Current property tax rates for Live Oak County are $0.44 per $100 valuation and the proposed rate was approved for $0.42397 per $100 valuation.

Live Oak County Judge Jim Huff said the amount can be lowered. The proposed rate is to let the community know that this would be the maximum amount they would set it at for the upcoming fiscal year. How those funds are divided between the general fund, road and bridge and other county sectors can still be manipulated.

Huff also said the proposed decrease is also due to the overall increase in property values in Live Oak County.

The commissioners also approved consolidating polling places throughout the county.

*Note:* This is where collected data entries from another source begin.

//! Coarse per-operation progress counters.

use std::collections::HashMap;
use std::sync::{Mutex, MutexGuard, PoisonError};

use serde::Serialize;

#[derive(Debug, Clone, Copy, Default, PartialEq, Eq, Serialize)]
pub struct Progress {
    pub total: usize,
    pub processed: usize,
    pub failed: usize,
}

#[derive(Debug, Default)]
pub struct ProgressTracker {
    operations: Mutex<HashMap<String, Progress>>,
}

impl ProgressTracker {
    pub fn new() -> Self {
        Self::default()
    }

    pub fn start(&self, operation_id: &str, total: usize) {
        self.operations().insert(
            operation_id.to_string(),
            Progress {
                total,
                ..Progress::default()
            },
        );
    }

    /// Count one processed item; `ok == false` also counts it as failed.
    pub fn advance(&self, operation_id: &str, ok: bool) {
        if let Some(progress) = self.operations().get_mut(operation_id) {
            progress.processed += 1;
            if !ok {
                progress.failed += 1;
            }
        }
    }

    pub fn get(&self, operation_id: &str) -> Option<Progress> {
        self.operations().get(operation_id).copied()
    }

    /// Stop tracking and return the final counters.
    pub fn finish(&self, operation_id: &str) -> Option<Progress> {
        let progress = self.operations().remove(operation_id);
        if let Some(p) = progress {
            tracing::debug!(operation_id, total = p.total, processed = p.processed, failed = p.failed, "progress finished");
        }
        progress
    }

    fn operations(&self) -> MutexGuard<'_, HashMap<String, Progress>> {
        self.operations.lock().unwrap_or_else(PoisonError::into_inner)
    }
}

County Clerk Karen Irving said there are currently seven open positions for election judges, but the primary reason for consolidating is because voter identification requirements have changed, and personnel for each polling place need to be retrained.

“It’s not going to be an easy task to train them,” Irving said. “That takes a lot of time and effort. They have to be trained properly on how to do it with the new ID rules.”

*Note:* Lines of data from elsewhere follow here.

//! External source seam.

use std::io;
use std::path::PathBuf;

use async_trait::async_trait;

use booksim_core::EntityType;

use crate::error::{io_err, SyncError};
use crate::record::ExternalRecord;

/// The system of record that entity syncs pull from.
#[async_trait]
pub trait ExternalSource: Send + Sync {
    /// All records of one entity type.
    async fn query(&self, entity: EntityType) -> Result<Vec<ExternalRecord>, SyncError>;
}

/// Source backed by a directory of exports: `<dir>/<entity>.json`, each a
/// JSON array of [`ExternalRecord`]s. A missing export means "no records".
#[derive(Debug, Clone)]
pub struct JsonDirSource {
    dir: PathBuf,
}

impl JsonDirSource {
    pub fn new(dir: impl Into<PathBuf>) -> Self {
        Self { dir: dir.into() }
    }

    pub fn path_for(&self, entity: EntityType) -> PathBuf {
        self.dir.join(format!("{entity}.json"))
    }
}

#[async_trait]
impl ExternalSource for JsonDirSource {
    async fn query(&self, entity: EntityType) -> Result<Vec<ExternalRecord>, SyncError> {
        let path = self.path_for(entity);
        let contents = match tokio::fs::read_to_string(&path).await {
            Ok(contents) => contents,
            Err(err) if err.kind() == io::ErrorKind::NotFound => {
                tracing::debug!(entity = %entity, path = %path.display(), "no export for entity");
                return Ok(Vec::new());
            }
            Err(err) => return Err(io_err(&path, err)),
        };
        serde_json::from_str(&contents).map_err(|source| SyncError::Parse { path, source })
    }
}

#[cfg(test)]
mod tests {
    use super::*;
    use tempfile::TempDir;

    #[tokio::test]
    async fn missing_export_is_empty() {
        let dir = TempDir::new().unwrap();
        let source = JsonDirSource::new(dir.path());
        assert!(source.query(EntityType::Seasons).await.unwrap().is_empty());
    }

    #[tokio::test]
    async fn reads_records_for_entity() {
        let dir = TempDir::new().unwrap();
        std::fs::write(
            dir.path().join("show-types.json"),
            r#"[{"id": "st-1", "properties": {"Name": "Weekly"}}]"#,
        )
        .unwrap();
        let records = JsonDirSource::new(dir.path())
            .query(EntityType::ShowTypes)
            .await
            .unwrap();
        assert_eq!(records.len(), 1);
        assert_eq!(records[0].id, "st-1");
    }

    #[tokio::test]
    async fn malformed_export_reports_path() {
        let dir = TempDir::new().unwrap();
        std::fs::write(dir.path().join("npcs.json"), "{not json").unwrap();
        let err = JsonDirSource::new(dir.path())
            .query(EntityType::Npcs)
            .await
            .unwrap_err();
        assert!(matches!(err, SyncError::Parse { .. }));
        assert!(err.to_string().contains("npcs.json"));
    }
}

As for allowing the sale of liquor on the south end of the county, there is some confusion on who would vote for that decision. The decision to go dry in the southern portion of county in areas such as Clegg, Lagarto and Annarose was made back in 1982, but precinct lines have changed since then.

What needs to be determined is if this would be for Precinct 1 or 3, or both. Huff said the commissioners court needs to make a decision based on how it was handled in the past but also needs to follow what the Texas Alcoholic Beverage Commission says they need do when calling an election in the area.

“Ultimately, it goes down to this court on which areas are going to vote,” Irving said.